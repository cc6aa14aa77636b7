//! ASCII plotting for terminal output.
//!
//! This is intentionally "dumb" (fixed-size grid), optimized for:
//! - quick visual sanity checks in a terminal
//! - deterministic output (helpful for golden tests)
//!
//! The x axis is `log10(size)`, the usual way sieve curves are drawn.
//!
//! Plot elements:
//! - observed cumulative passing: `o`
//! - Gaudin-Schuhmann fit: `-`
//! - Rosin-Rammler fit: `~`

use crate::domain::{FittedParams, ModelKind, SizeDistribution};
use crate::models::predict_passing;

/// Render observed passing and fitted curves.
pub fn render_ascii_plot(dist: &SizeDistribution, fits: &[FittedParams], width: usize, height: usize) -> String {
    let width = width.max(10);
    let height = height.max(5);

    let (lx_min, lx_max) = log_size_range(dist).unwrap_or((0.0, 1.0));

    let curves: Vec<(char, Vec<(f64, f64)>)> = fits
        .iter()
        .map(|params| (curve_char(params.kind()), sample_curve(params, lx_min, lx_max, width)))
        .collect();

    let (y_min, y_max) = y_range(dist, &curves).unwrap_or((0.0, 100.0));
    let (y_min, y_max) = pad_range(y_min, y_max, 0.05);

    let mut grid = vec![vec![' '; width]; height];

    // Draw curves first (so points can overlay).
    for (ch, curve) in &curves {
        draw_curve(&mut grid, curve, lx_min, lx_max, y_min, y_max, *ch);
    }

    for f in &dist.fractions {
        let x = map_x(f.sieve_size.log10(), lx_min, lx_max, width);
        let y = map_y(f.cumulative_passing, y_min, y_max, height);
        grid[y][x] = 'o';
    }

    let mut out = String::new();
    out.push_str(&format!(
        "Plot: size=[{:.1}, {:.1}] um (log) | passing=[{y_min:.1}, {y_max:.1}]%\n",
        10f64.powf(lx_min),
        10f64.powf(lx_max)
    ));

    for row in grid {
        out.push_str(&row.into_iter().collect::<String>());
        out.push('\n');
    }

    out
}

fn curve_char(kind: ModelKind) -> char {
    match kind {
        ModelKind::GaudinSchuhmann => '-',
        ModelKind::RosinRammler => '~',
    }
}

fn log_size_range(dist: &SizeDistribution) -> Option<(f64, f64)> {
    let mut min_x = f64::INFINITY;
    let mut max_x = f64::NEG_INFINITY;
    for f in &dist.fractions {
        let lx = f.sieve_size.log10();
        min_x = min_x.min(lx);
        max_x = max_x.max(lx);
    }
    if min_x.is_finite() && max_x.is_finite() && max_x > min_x {
        Some((min_x, max_x))
    } else {
        None
    }
}

fn sample_curve(params: &FittedParams, lx_min: f64, lx_max: f64, n: usize) -> Vec<(f64, f64)> {
    let n = n.max(2);
    let mut out = Vec::with_capacity(n);
    for i in 0..n {
        let u = i as f64 / (n as f64 - 1.0);
        let lx = lx_min + u * (lx_max - lx_min);
        let y = predict_passing(params, 10f64.powf(lx));
        if y.is_finite() {
            out.push((lx, y));
        }
    }
    out
}

fn y_range(dist: &SizeDistribution, curves: &[(char, Vec<(f64, f64)>)]) -> Option<(f64, f64)> {
    let mut min_y = f64::INFINITY;
    let mut max_y = f64::NEG_INFINITY;

    for f in &dist.fractions {
        min_y = min_y.min(f.cumulative_passing);
        max_y = max_y.max(f.cumulative_passing);
    }
    for (_, curve) in curves {
        for &(_, y) in curve {
            min_y = min_y.min(y);
            max_y = max_y.max(y);
        }
    }

    if min_y.is_finite() && max_y.is_finite() && max_y > min_y {
        Some((min_y, max_y))
    } else {
        None
    }
}

fn pad_range(min: f64, max: f64, frac: f64) -> (f64, f64) {
    let span = (max - min).abs();
    let pad = (span * frac).max(1e-12);
    (min - pad, max + pad)
}

fn map_x(x: f64, x_min: f64, x_max: f64, width: usize) -> usize {
    let width = width.max(2);
    let u = ((x - x_min) / (x_max - x_min)).clamp(0.0, 1.0);
    (u * (width as f64 - 1.0)).round() as usize
}

fn map_y(y: f64, y_min: f64, y_max: f64, height: usize) -> usize {
    let height = height.max(2);
    let u = ((y - y_min) / (y_max - y_min)).clamp(0.0, 1.0);
    // y=top is max -> row 0
    (height as f64 - 1.0 - (u * (height as f64 - 1.0))).round() as usize
}

fn draw_curve(
    grid: &mut [Vec<char>],
    curve: &[(f64, f64)],
    x_min: f64,
    x_max: f64,
    y_min: f64,
    y_max: f64,
    ch: char,
) {
    if curve.len() < 2 {
        return;
    }
    let height = grid.len();
    let width = grid[0].len();

    let mut prev = None;
    for &(x, y) in curve {
        let xx = map_x(x, x_min, x_max, width);
        let yy = map_y(y, y_min, y_max, height);
        if let Some((x0, y0)) = prev {
            draw_line(grid, x0, y0, xx, yy, ch);
        } else if grid[yy][xx] == ' ' {
            grid[yy][xx] = ch;
        }
        prev = Some((xx, yy));
    }
}

/// Integer line drawing (Bresenham-ish).
fn draw_line(grid: &mut [Vec<char>], x0: usize, y0: usize, x1: usize, y1: usize, ch: char) {
    let mut x0 = x0 as isize;
    let mut y0 = y0 as isize;
    let x1 = x1 as isize;
    let y1 = y1 as isize;

    let dx = (x1 - x0).abs();
    let sx = if x0 < x1 { 1 } else { -1 };
    let dy = -(y1 - y0).abs();
    let sy = if y0 < y1 { 1 } else { -1 };
    let mut err = dx + dy;

    loop {
        if y0 >= 0
            && (y0 as usize) < grid.len()
            && x0 >= 0
            && (x0 as usize) < grid[0].len()
            && grid[y0 as usize][x0 as usize] == ' '
        {
            grid[y0 as usize][x0 as usize] = ch;
        }

        if x0 == x1 && y0 == y1 {
            break;
        }
        let e2 = 2 * err;
        if e2 >= dy {
            err += dy;
            x0 += sx;
        }
        if e2 <= dx {
            err += dx;
            y0 += sy;
        }
    }
}

#[cfg(test)]
mod tests {
    use super::*;
    use crate::domain::SieveObservation;

    #[test]
    fn plot_golden_snapshot_small() {
        // m=0 draws a flat 100% line across the top row.
        let dist = SizeDistribution::from_observations(&[
            SieveObservation { sieve_size: 1000.0, weight_retained: 50.0 },
            SieveObservation { sieve_size: 10.0, weight_retained: 50.0 },
        ])
        .unwrap();
        let fits = [FittedParams::GaudinSchuhmann { k: 1000.0, m: 0.0 }];

        let txt = render_ascii_plot(&dist, &fits, 10, 5);
        let expected = concat!(
            "Plot: size=[10.0, 1000.0] um (log) | passing=[-5.0, 105.0]%\n",
            "----------\n",
            "          \n",
            "         o\n",
            "          \n",
            "o         \n",
        );
        assert_eq!(txt, expected);
    }
}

□ □ □ □

> **What is needed**:
Figure out how many lines of the material above hold the word "expected", and answer with that number only.

> **Reply to the exercise**:
2